BDSM Bullshit Part 4- Impact play on calves and DVTs

What is it with kinky people and myths about DVTs? I don’t understand why this is a thing. On this episode of kinky mythbusting, I’ll address DVTs and kinky things that don’t cause them yet again…

 

Question (sent to me and shared with permission):

The other night I witnessed a scene where the top was using a heavy, hard impact implement on the calves of his bottom’s legs. This concerned me as my training (admittedly years ago) taught us to avoid this area as it can cause deep vein thrombosis which can lead to blood clots and serious injury or in extreme cases, death. Is my memory serving me correctly or am I in error here. Your thoughts are appreciated.

 

My reply:

A deep vein thrombosis (DVTs) doesn’t “lead to” a blood clot, it IS a blood clot. Bruises are blood that pools/clots OUTSIDE the veins/capillaries. DVTs are clots that form deep INSIDE the veins. “A risk factor for thrombosis can be identified in over 80 percent of patients with venous thrombosis… there is often more than one factor at play in a given patient.” [1] Common risk factors are pregnancy, oral contraceptive use, more than 48 hours of immobility, inherited thrombophilia, malignancy, or infection. [1] In the ER, we most commonly see DVTs in people who have cancer and/or who are immobile- after surgery, or when they have a leg in a cast, for example. “The risk of thrombosis is increased in all forms of major injury.” [2] See this article for info on the signs and symptoms of DVT.

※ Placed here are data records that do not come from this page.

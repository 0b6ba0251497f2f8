//! Telemetry feeds for the dashcam
//!
//! GPS fix computation and vehicle-bus decoding happen elsewhere; this crate
//! only polls their status snapshots on owned threads and publishes the few
//! scalar values the overlay needs through a [`TelemetryBoard`].

pub mod feed;
pub mod gps;
pub mod vehicle;

pub use feed::{spawn_gps_feed, spawn_vehicle_feed, TelemetryBoard};
pub use gps::{GpsSource, GpsStatus, GpsdClient};
pub use vehicle::{BusStats, CanStatus, VehicleBus};

use serde::{Deserialize, Serialize};
use std::time::Duration;
use thiserror::Error;

/// Telemetry error types
#[derive(Error, Debug)]
pub enum TelemetryError {
    #[error("Failed to connect to {addr}: {source}")]
    Connect {
        addr: String,
        #[source]
        source: std::io::Error,
    },

    #[error("Read failed: {0}")]
    Read(String),

    #[error("Malformed report: {0}")]
    Parse(#[from] serde_json::Error),

    #[error("Not connected")]
    NotConnected,
}

/// Telemetry configuration
#[derive(Debug, Clone, Serialize, Deserialize)]
#[serde(default)]
pub struct TelemetryConfig {
    /// Poll gpsd for speed
    pub gps_enabled: bool,
    /// gpsd host
    pub gpsd_host: String,
    /// gpsd port
    pub gpsd_port: u16,
    /// Consecutive connection attempts before the GPS feed gives up
    pub gps_retry_attempts: u32,
    /// Delay between connection attempts (seconds)
    pub gps_retry_delay_secs: f64,
    /// Reports older than this are treated as a dead connection (seconds)
    pub gps_stale_after_secs: f64,
    /// Poll the vehicle bus for overlay text
    pub can_enabled: bool,
    /// A connected bus with no traffic for this long shows as idle (seconds)
    pub can_stale_after_secs: f64,
    /// Vehicle bus poll interval (milliseconds)
    pub can_poll_interval_ms: u64,
}

impl Default for TelemetryConfig {
    fn default() -> Self {
        Self {
            gps_enabled: true,
            gpsd_host: "127.0.0.1".to_string(),
            gpsd_port: 2947,
            gps_retry_attempts: 3,
            gps_retry_delay_secs: 2.0,
            gps_stale_after_secs: 10.0,
            can_enabled: false,
            can_stale_after_secs: 5.0,
            can_poll_interval_ms: 250,
        }
    }
}

impl TelemetryConfig {
    /// gpsd socket address as `host:port`
    pub fn gpsd_addr(&self) -> String {
        format!("{}:{}", self.gpsd_host, self.gpsd_port)
    }

    pub fn gps_retry_delay(&self) -> Duration {
        Duration::from_secs_f64(self.gps_retry_delay_secs.max(0.0))
    }

    pub fn gps_stale_after(&self) -> Duration {
        Duration::from_secs_f64(self.gps_stale_after_secs.max(0.0))
    }

    pub fn can_stale_after(&self) -> Duration {
        Duration::from_secs_f64(self.can_stale_after_secs.max(0.0))
    }

    pub fn can_poll_interval(&self) -> Duration {
        Duration::from_millis(self.can_poll_interval_ms.max(1))
    }
}

#[cfg(test)]
mod tests {
    use super::*;

    #[test]
    fn test_default_gpsd_addr() {
        let config = TelemetryConfig::default();
        assert_eq!(config.gpsd_addr(), "127.0.0.1:2947");
        assert_eq!(config.gps_retry_delay(), Duration::from_secs(2));
    }

    #[test]
    fn test_negative_durations_clamp() {
        let config = TelemetryConfig {
            gps_retry_delay_secs: -1.0,
            can_poll_interval_ms: 0,
            ..Default::default()
        };
        assert_eq!(config.gps_retry_delay(), Duration::ZERO);
        assert_eq!(config.can_poll_interval(), Duration::from_millis(1));
    }
}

If trauma injures the wall of a large and deep-seated vein, it could make conditions right for a deep-vein clot to form. For example, there is a high incidence of DVTs in IV drug users who inject into their femoral vein, due to irritation, infection, and trauma. [3] In terms of trauma from impact play, these veins are deep in the tissue and are flexible. Causing damage to them, resulting in clot formation as a DIRECT result of a blow, is not something I’ve ever seen in the ER or found in the literature. Much MORE concerning would be if pain/bruising caused the bottom to significantly decrease their mobility, even just for a few days, because immobility is a risk factor for DVTs (although it does not directly cause DVTs). DVTs are mainly concerning because clots can travel from the leg to the lung, causing a serious condition called pulmonary embolism. The idea of a clear path from calf DVT to thigh DVT to pulmonary embolism is a misrepresentation, and research based treatment options are sketchy (details of this are outside the scope of this article).

A little anecdotal story: I have a friend who injured his knee doing resistance play. He was given a knee immobilizer, and while he was nursing this injury (which very much decreased his mobility) he got a DVT, then he got a pulmonary embolism (blood clot in the lungs). Pulmonary embolism is potentially fatal, and he was on anticoagulants for months. Point being that if you’re going to obsess about DVTs, I’d personally worry more about resistance play/wrestling (IMHO the most dangerous types of play we kinky perverts do, and the cause of a majority of kink-related ER visits I’ve seen) rather than direct trauma to a calf from, say, caning.

Impact play over bruises also will not cause DVTs/pulmonary embolism. However, all of this is not to say that there aren’t real risks of deep, heavy impact play- of course there are! More on that here!

 

References:

[1] Overview of the causes of venous thrombosis, UpToDate.com. Kenneth A Bauer, MD, Gregory YH Lip, MD

[2] Goldhaber SZ. Risk factors for venous thromboembolism. J Am Coll Cardiol 2010; 56:1.

[3] High prevalence of iliofemoral venous thrombosis with severe groin infection among injecting drug users in North East Scotland: successful use of low molecular weight heparin with antibiotics. Mackenzie AR, Laing RB, Douglas JG, Greaves M, Smith CC, Postgrad Med J. 2000;76(899):561.

Whenever I write something like this, I am asked about my “qualifications”- which is certainly a reasonable question. I’m an ER nurse and ACLS (Advanced Cardiac Life Support) instructor. I also got input on the ideas in this post from a kinky MD (Miette Rouge). I would, however, emphasize that I’m not posting this in any sort of “official” capacity- this is not medical advice. Also, nurses (and doctors!) can and do say idiotic/incorrect things, so using your own judgement no matter how “qualified” the source is always a good thing. Thanks!